Oyun Yazarlığı

OYUN YAZARLIĞI

Bir Türk tiyatrosundan söz edebilmek için tiyatro topluluklarından, bu toplulukların sahne etkinliklerinden söz etmenin yeterli olmayacağı açıktır. Bir ülkenin tiyatrosu varlığını büyük ölçüde oyun yazarlarına borçludur. Bu bakımdan oyun yazarlığımızın gelişimi üzerinde etraflıca durmak gerekir. Tanzimat ve Meşrutiyet dönemlerinde tiyatromuz batı tiyatrosunun izinde gelişmiş, yazarlarımız batı tiyatrosuna egemen olan bellibaşlı akımlardan etkilenmişler, bu tiyatronun biçim kalıplarını benimsemişlerdir. Sahnelerimizde çeviri oyunlar ve uyarlamalar yanında pek çok yerli oyunun gösterime sunulduğu görülür. Namık Kemal, Ahmet Mithat, Şemsettin Sami, Recaizade Mahmut Ekrem, Abdülhak Hamit, Cenap Şehabettin, Hüseyin Suad, Halit Ziya, Mehmet Rauf, Hüseyin Rahmi, Halit Fahri gibi, başka yazın dallarında tanınmış olan yazarlarımız tragedya, komedya, tarihî dram, duygusal dram, evcil dram, melodram gibi çeşitli türlerde oyunlar yazmışlar, toplum sorunları hakkındaki görüşlerini, siyasal olaylar karşısındaki tepkilerini bu oyunlarda coşkulu bir biçimde dile getirmişlerdir. Ahmet Vefik Paşa’nın, Teodor Kasap’ın, Ali Beyin Moliére uyarlamalarını da, oyun yazarlığımıza komedya türünde yeni bir anlayış getirmiş örnekler olarak hatırlamak gerekir. Kaba bir genellemeyle, Cumhuriyet öncesi Türk tiyatro yazını ileti ağırlıklı olmuş, yazarlarımız karakter derinliğinden çok düşüncenin doğru anlaşılmasına önem vermiş, biçimsel yetkinlikten çok ifadenin etkili olmasına özen göstermişlerdir, diyebiliriz.

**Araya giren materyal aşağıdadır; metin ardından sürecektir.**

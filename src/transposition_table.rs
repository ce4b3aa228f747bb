use std::collections::HashMap;

use crate::outcome::Outcome;

/// A stored evaluation, tagged with the deepening pass that wrote it
///
/// The budget tag is what lets the evaluator tell a current-pass
/// undetermined entry (a cycle sentinel or horizon cutoff, returned
/// as-is) from a stale one left by a shallower pass (re-expanded).
#[derive(Copy, Clone, Debug)]
pub struct Entry {
    pub outcome: Outcome,
    pub budget: u32,
}

/// Exact memo from structural state key to evaluation
///
/// Single writer at a time. Decided entries are never downgraded:
/// a write attempting to replace a decided outcome with an undetermined
/// one is dropped.
#[derive(Clone, Default)]
pub struct TranspositionTable {
    entries: HashMap<u128, Entry>,
}

impl TranspositionTable {
    pub fn new() -> Self {
        Self {
            entries: HashMap::new(),
        }
    }

    pub fn get(&self, key: u128) -> Option<Entry> {
        self.entries.get(&key).copied()
    }

    pub fn set(&mut self, key: u128, outcome: Outcome, budget: u32) {
        match self.entries.get(&key) {
            Some(existing) if existing.outcome.is_decided() && !outcome.is_decided() => {}
            _ => {
                self.entries.insert(key, Entry { outcome, budget });
            }
        }
    }

    pub fn len(&self) -> usize {
        self.entries.len()
    }

    pub fn is_empty(&self) -> bool {
        self.entries.is_empty()
    }
}
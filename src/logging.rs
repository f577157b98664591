use tracing_appender::rolling::{RollingFileAppender, Rotation};
use tracing_subscriber::{fmt, layer::SubscriberExt, util::SubscriberInitExt, EnvFilter, Registry};

#[derive(Debug, Clone)]
pub struct LogConfig {
    pub log_level: String,
    pub enable_file_logs: bool,
    pub log_dir: String,
}

impl Default for LogConfig {
    fn default() -> Self {
        Self {
            log_level: "info".to_string(),
            enable_file_logs: false,
            log_dir: "./logs".to_string(),
        }
    }
}

pub fn init_tracing(config: &LogConfig) {
    let env_filter =
        EnvFilter::try_from_default_env().unwrap_or_else(|_| EnvFilter::new(&config.log_level));

    let stdout_layer = fmt::layer().with_target(true).with_thread_ids(false);

    let registry = Registry::default().with(env_filter).with(stdout_layer);

    if config.enable_file_logs {
        let file_appender = RollingFileAppender::builder()
            .rotation(Rotation::DAILY)
            .filename_prefix("vocab-engine")
            .filename_suffix("log")
            .max_log_files(30)
            .build(&config.log_dir)
            .expect("Failed to create rolling file appender");
        let file_layer = fmt::layer()
            .with_writer(file_appender)
            .with_ansi(false)
            .json();
        // try_init 在全局 subscriber 已设置时返回错误，属于正常情况（如测试环境）；
        // 但在生产首次启动时失败则说明配置有误，应立即终止。
        if let Err(e) = registry.with(file_layer).try_init() {
            let msg = e.to_string();
            if !msg.contains("already been set") {
                panic!("Failed to initialize tracing with file logs: {e}");
            }
        }
    } else if let Err(e) = registry.try_init() {
        let msg = e.to_string();
        if !msg.contains("already been set") {
            panic!("Failed to initialize tracing: {e}");
        }
    }
}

Cumhuriyet döneminin başlarında yazarlarımızın büyük bir bölümünün yakın geçmişte yaşanmış olan sorunları gündeme getirme eğiliminde oldukları görülür. Halk tiyatrosu geleneğimizde yalnızca güldürü türünde oyunlar bulunmasına karşın, oyun yazarlarımız başlangıçtan beri yapıtlarında ciddi konulara da yer vermiş, toplum sorunlarına eleştirici bir gözle yaklaşmışlardır. Yirmili, otuzlu, hatta kırklı yıllarda yazılmış olan oyunlarda, İstanbul’un işgali sırasında yaşananlar, toplumun belli bir kesiminde görülen ahlak çöküntüsü, farklı toplumsal ya da siyasal görüşlere sahip olanlar arasındaki çatışmalar, değerler sistemindeki, yaşam biçimdeki hızlı değişimin aile kurumu üzerindeki dramatik etkisi dile getirilmiştir. Önceki dönemlerde olduğu gibi oyun yazarlarımız, tiyatronun etkileyici gücünü dikkate alarak toplumu eğitme, halkın ilgisini toplum sorunlarına çekme eğilimindedirler. Oyunlar yazarın iletisini vurgulayacak biçimde kurgulanmış, konularında cinayet, ölüm, ihanet, intihar gibi etkileyici olaylara yer verilmiş, oyun kişileri toplumda görülen ahlaki zaafları temsil edecek biçimde tipleştirilmiş, iyiler ve kötüler olarak kümelenmiştir. Bu dönemde oyunları sahnelenen yazarlarımızın arasında, Sağanak adlı oyunu ile karşıt siyasal görüşlere sahip olanların dramını cesaretle ele alan Yakup Kadri Karaosmanoğlu, Kafatası, Bir Ölü Evi, Unutulan Adam adlı oyunlarıyla mesajını büyük olaylarla vurgulayan Nazım Hikmet, İşsizler, Köksüzler, Üç Kişi Arasında gibi oyunlarıyla adaletsizliği, ahlak çöküntüsünü yansıtan Vedat Nedim Tör; Tersine Akan Nehir, Kurtlar, Yaşayan Ölüler adlı oyunlarıyla toplum sorunlarını ruhsal sorunlarla birlikte ele alan Cevdet Kudret; Tohum, Bir Adam Yaratmak, Para gibi oyunlarıya ahlak sorunları yaşayanların iç dramlarına eğilen Necip Fazıl Kısakürek; aile sorunlarına eğilen Reşat Nuri Güntekin vardır. Bir Kavuk Devrildi, Aynaroz Kadısı, Pazartesi Perşembe gibi oyunlarıyla toplum eleştirisini geleneksel güldürü biçimlerinden de yararlanarak ustalıkla kurgulayan tiyatromuzun en özgün yazarı Musahipzade Celal olmuştur.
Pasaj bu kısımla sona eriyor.